Undaunted by gaol and the concentration camp, courageous
Hungarians have openly upheld the Henry George philosophy of freedom
and equal rights. Initial partial success was followed by persecution
during the police Reign of Terror. Since 1953 their voices were heard
increasingly -- demanding freedom, and influencing legislation.
A NUMBER OF OUTSTANDING contemporary historians and thinkers have
already expressed the opinion that the importance of the Hungarian
revolution for the history of mankind may equal the French and Russian
revolutions. Whether this is so future events will show.
It would be wrong to claim that the Hungarian freedom fighters were
motivated by any particular ideology, let alone a definite economic
programme. Revolutions are started to overthrow a social system which
has become intolerable, and it is generally only the main trends of
ideas and emotions that contemporary observers or even later historians
can trace. Nevertheless, Georgeists all over the world should have no
difficulty in proudly identifying themselves with the Hungarian
revolution.
Many who have played, on various levels, a very active part in recent
events are known to be well acquainted with the teachings of Henry
George and to have approved them at some time or other in their lives.
Among them are the revolutionary Prime Minister, Imre Nagy.
The revolution had no time to formulate an economic programme. The
demands of the revolutionaries were directed mainly towards the
establishment of human and civic rights, the respect for which
Georgeists share with all genuine liberals. This, of course, would be
sufficient for Georgeists to support the aims of the revolution. But I
used the word "identify " -- with good reason. To explain this
we have to delve a little into recent history.

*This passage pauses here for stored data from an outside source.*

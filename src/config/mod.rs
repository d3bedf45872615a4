/// Configuration layer: persisted store, environment overlay, key resolution.
pub mod resolve;
pub mod store;

pub use resolve::resolve_api_key;
pub use store::{API_KEY_ENV, Config, ConfigSource, DEFAULT_API_URL, FileConfigStore};
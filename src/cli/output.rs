/// Output sinks: rendered results go to stdout or a file, errors to stderr.
use std::fs::File;
use std::io::Write;
use std::path::{Path, PathBuf};

use crate::pipeline::CliError;

/// Where the primary rendering of a command result is written.
#[derive(Debug, Clone, PartialEq, Eq)]
pub enum OutputSink {
    /// Standard output (or whatever writer the pipeline was given).
    Stdout,
    /// A file, created (or truncated) at emit time.
    File(PathBuf),
}

impl OutputSink {
    /// Sink for an optional `-o/--output` argument. `-` means stdout.
    #[must_use]
    pub fn from_arg(path: Option<&Path>) -> Self {
        match path {
            Some(p) if p != Path::new("-") => Self::File(p.to_path_buf()),
            _ => Self::Stdout,
        }
    }

    /// Write `text` followed by exactly one newline.
    ///
    /// File sinks are opened here, only once there is something to write, and
    /// a confirmation naming the file goes to `stdout`.
    ///
    /// # Errors
    ///
    /// Returns `CliError::Io` if the file cannot be created or either writer fails.
    pub fn write(&self, text: &str, stdout: &mut dyn Write) -> Result<(), CliError> {
        match self {
            Self::Stdout => writeln!(stdout, "{text}").map_err(CliError::stdout),
            Self::File(path) => {
                let mut file = File::create(path).map_err(|e| CliError::io(path, e))?;
                writeln!(file, "{text}").map_err(|e| CliError::io(path, e))?;
                tracing::debug!(path = %path.display(), "output written");
                writeln!(stdout, "Output saved to {}", path.display()).map_err(CliError::stdout)
            }
        }
    }
}

/// Write a usage-style error to stderr.
pub fn write_error(message: &str) {
    let stderr = std::io::stderr();
    let mut out = stderr.lock();
    let _ = writeln!(out, "Error: {message}");
}
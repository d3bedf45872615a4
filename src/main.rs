#![deny(clippy::all, clippy::pedantic)]
#![allow(clippy::module_name_repetitions)]
//! sublime — enrich, analyze and query email artifacts with the Sublime API.

mod api;
mod cli;
mod commands;
mod config;
mod format;
mod pipeline;

use std::io::IsTerminal;

use anyhow::Context;
use clap::{CommandFactory, Parser};
use tracing_subscriber::EnvFilter;
use tracing_subscriber::filter::Directive;

use api::HttpConnector;
use cli::Cli;
use config::{ConfigSource, DEFAULT_API_URL, FileConfigStore};
use pipeline::{Pipeline, REPORT_TARGET, TracingReporter};

fn main() {
    let cli = Cli::parse();

    if let Err(err) = init_logging(cli.verbose) {
        eprintln!("warning: {err:#}");
    }

    std::process::exit(run(&cli));
}

fn run(cli: &Cli) -> i32 {
    let store = FileConfigStore::default_location();
    let api_url = store
        .load()
        .map_or_else(|_| DEFAULT_API_URL.to_owned(), |c| c.api_url().to_owned());
    let connector = HttpConnector::new(&api_url);
    let reporter = TracingReporter;
    let prog = Cli::command().get_name().to_owned();

    let stdout = std::io::stdout();
    let mut out = stdout.lock();
    Pipeline::new(&store, &connector, &reporter, &mut out, prog)
        .verbose(cli.verbose)
        .execute(&cli.command)
}

/// Log to stderr; `RUST_LOG` overrides the level chosen by `--verbose`.
/// API failures are always shown.
fn init_logging(verbose: bool) -> anyhow::Result<()> {
    let default_level = if verbose { "info" } else { "warn" };
    let report_floor: Directive = format!("{REPORT_TARGET}=error")
        .parse()
        .context("invalid report directive")?;
    let filter = EnvFilter::try_from_default_env()
        .or_else(|_| EnvFilter::try_new(default_level))
        .context("invalid log filter")?
        .add_directive(report_floor);

    tracing_subscriber::fmt()
        .with_writer(std::io::stderr)
        .with_ansi(std::io::stderr().is_terminal())
        .with_env_filter(filter)
        .with_target(false)
        .without_time()
        .try_init()
        .map_err(|e| anyhow::anyhow!(e))
        .context("failed to initialise logging")
}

The revolution was sparked by the liberal wing of the Hungarian
Workers' (Communist) Party. The demands enthusiastically accepted by the
entire people, and reiterated and adhered to throughout the revolution,
had been formulated by this group. After the Stalinists had managed to
remove Mr. Nagy from his first premiership following the fall of
Malenkov in Russia, in February, l95~the liberal wing continued to
resist re-Stalinisation. It was especially the writers and young
intellectuals who showed outstanding courage and who were successful to
the extent that the official party line almost completely lost control
of the literary and scientific periodicals. These periodicals provided
the ferment which led first to the demand for democratisation and, when
this was stubbornly resisted by a handful of Stalinists, finally to the
outbreak of the revolution.
The economic policy of the liberal wing was formulated by the head of
the Department of Statistics, Professor George Peter-Pikler, in several
articles which he published between 1954 and 1956 in the Hungarian Economic
Review. George Peter-Pikler is the son of Dr. J. J. Pikler, who was
for many decades the doyen of Hungarian Georgeists. It caused Dr. Pikler
much bitterness that his son had become a Communist, and it is a great
pity that he did not live to read his son's articles, which in their
very style, in their lucid and witty disposal of opposing views were so
reminiscent of the writings of Dr. Pikler himself.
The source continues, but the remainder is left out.